ABW działało na nieformalne zlecenia Ziobry

"Gazeta Wyborcza" publikuje obszerny wywiad z szefem ABW. Podpułkownik Krzysztof Bondaryk uważa, że gdy Agencją dowodził Bogdan Święczkowski zdarzało się, iż działała ona na nieformalne zlecenie byłego ministra sprawiedliwości Zbigniewa Ziobry.

ABW działało na nieformalne zlecenia Ziobry
Źródło zdjęć: © PAP | Paweł Kula

01.02.2008 | aktual.: 07.02.2008 11:56

Krzysztof Bondaryk wypowiada się m.in. o wynikach kontroli prowadzonej w Agencji: Świadkowie zeznają, że do Święczkowskiego dzwonił minister Ziobro i mówił: "Zrób mi taką sprawę". Czyli, żeby ABW kogoś poobserwowała, sfotografowała. Świadkowie mówią, że jak minister prosił, by się kimś zająć, to Święczkowski się zajmował. ABW już złożyła w prokuraturze kilka zawiadomień o podejrzeniu popełnienia przestępstw przez wysokich funkcjonariuszy - przekroczenie uprawnień, poświadczenie nieprawdy, preparowania dokumentów.

Kontrola wykryła, że Święczkowski "brał różne materiały operacyjne z klauzulą ściśle tajne, czasami na dwa tygodnie, czasami na krócej.
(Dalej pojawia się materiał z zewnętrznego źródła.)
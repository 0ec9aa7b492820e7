//! Share management: link settings, named grants, and the public token surface.

use std::collections::HashSet;
use std::sync::Arc;

use chrono::Utc;
use serde::Serialize;
use tracing::{debug, info, warn};
use uuid::Uuid;
use validator::ValidateEmail;

use nimbus_core::error::{AppError, ErrorKind};
use nimbus_core::result::AppResult;
use nimbus_database::{NodeStore, ShareStore, UserDirectory};
use nimbus_entity::node::Node;
use nimbus_entity::share::{AccessLevel, GrantTarget, NewShare, Share, SharePermission};

use super::access::{AccessResolver, ResolvedAccess};
use super::link::LinkService;
use crate::content::ContentManager;
use crate::context::{Principal, RequestContext};
use crate::file::FileDownload;

/// Every denial on the public token surface collapses into this message.
pub const UNABLE_TO_OPEN: &str =
    "Sorry, unable to open the file at present. Please check the address and try again.";

fn unable_to_open() -> AppError {
    AppError::not_found(UNABLE_TO_OPEN)
}

/// Link settings as returned to the owner.
#[derive(Debug, Clone, Serialize)]
pub struct LinkShareView {
    pub access_level: AccessLevel,
    pub permission: SharePermission,
    pub share_link: String,
}

/// Whether a person entry is the owner or a grantee.
#[derive(Debug, Clone, Copy, PartialEq, Eq, Serialize)]
#[serde(rename_all = "lowercase")]
pub enum PersonRole {
    Owner,
    Grantee,
}

/// One row of the "people with access" list.
#[derive(Debug, Clone, Serialize)]
pub struct SharePerson {
    /// The named grant backing this entry (None for the owner).
    pub share_id: Option<Uuid>,
    pub email: String,
    pub name: String,
    pub permission: SharePermission,
    pub role: PersonRole,
}

/// Sharing state of a node.
#[derive(Debug, Clone, Serialize)]
pub struct ShareInfo {
    pub access_level: AccessLevel,
    pub permission: SharePermission,
    pub share_link: Option<String>,
    /// Owner first, then each named grant.
    pub people: Vec<SharePerson>,
}

/// Per-address result of adding people.
#[derive(Debug, Clone, Copy, PartialEq, Eq, Serialize)]
#[serde(rename_all = "lowercase")]
pub enum GrantStatus {
    Added,
    Updated,
    Failed,
}

#[derive(Debug, Clone, Serialize)]
pub struct GrantOutcome {
    pub email: String,
    pub status: GrantStatus,
    #[serde(skip_serializing_if = "Option::is_none")]
    pub share_id: Option<Uuid>,
    #[serde(skip_serializing_if = "Option::is_none")]
    pub message: Option<String>,
}

impl GrantOutcome {
    fn failed(email: String, message: impl Into<String>) -> Self {
        Self {
            email,
            status: GrantStatus::Failed,
            share_id: None,
            message: Some(message.into()),
        }
    }
}

/// What a token holder may see of a node.
#[derive(Debug, Clone, Serialize)]
pub struct PublicNode {
    pub id: Uuid,
    pub name: String,
    pub mime_type: String,
    pub is_folder: bool,
    pub size: i64,
    pub permission: SharePermission,
    pub owner_name: String,
}

/// Sharing & Access Resolution use cases.
#[derive(Clone)]
pub struct ShareService {
    nodes: Arc<dyn NodeStore>,
    shares: Arc<dyn ShareStore>,
    users: Arc<dyn UserDirectory>,
    content: Arc<ContentManager>,
    access: Arc<AccessResolver>,
    links: Arc<LinkService>,
}

impl std::fmt::Debug for ShareService {
    fn fmt(&self, f: &mut std::fmt::Formatter<'_>) -> std::fmt::Result {
        f.debug_struct("ShareService")
            .field("links", &self.links)
            .finish()
    }
}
Czasem to było odnotowywane, czasem nie".

Bondaryk wyjaśnia: Szef ABW mógł brać te teczki, ale niezgodne z prawem byłoby ich pobieranie bez wpisu, wynoszenie, kopiowanie czy przekazywanie komuś.

Bondaryk powiedział, że obecnie przeprowadzana jest kontrola i niewykluczone, że po jej zakończeniu będzie więcej zawiadomień.

Bogdan Święczkowski miał siedmiu ochroniarzy, a w jego sekretariacie siedział funkcjonariusz dyżurny z bronią - mówi szef ABW Krzysztof Bondaryk o swoim poprzedniku w rozmowie opublikowanej przez "Gazetę Wyborczą".

Kontrola bada też wydatki. Bondaryk: Święczkowski kazał sobie kupić toyotę land cruiser za blisko 180 tys. zł. Sporo wydał na podróże zagraniczne, bo żądał biletów w klasie biznes.

W wywiadzie dla gazety Bondaryk odpowiada też na zarzuty prezydenta i PiS pod jego adresem.

Podpułkownik mówi, że "zastał Agencję zdewastowaną". ABW organizowała dla funkcjonariuszy szkolenia, jak mają filmować zatrzymywanie ludzi. Chodziło o to, by te zdjęcia nadawały się do pokazywania w telewizji - opowiada Bondaryk. Jak dodaje, poprzedni szefowie prowadzili mnóstwo postępowań dyscyplinarnych, w efekcie czego dziś w Agencji brakuje 900 funkcjonariuszy. Tyle wakatów to poważny problem dla bezpieczeństwa państwa - zaznaczył rozmówca "Gazety Wyborczej".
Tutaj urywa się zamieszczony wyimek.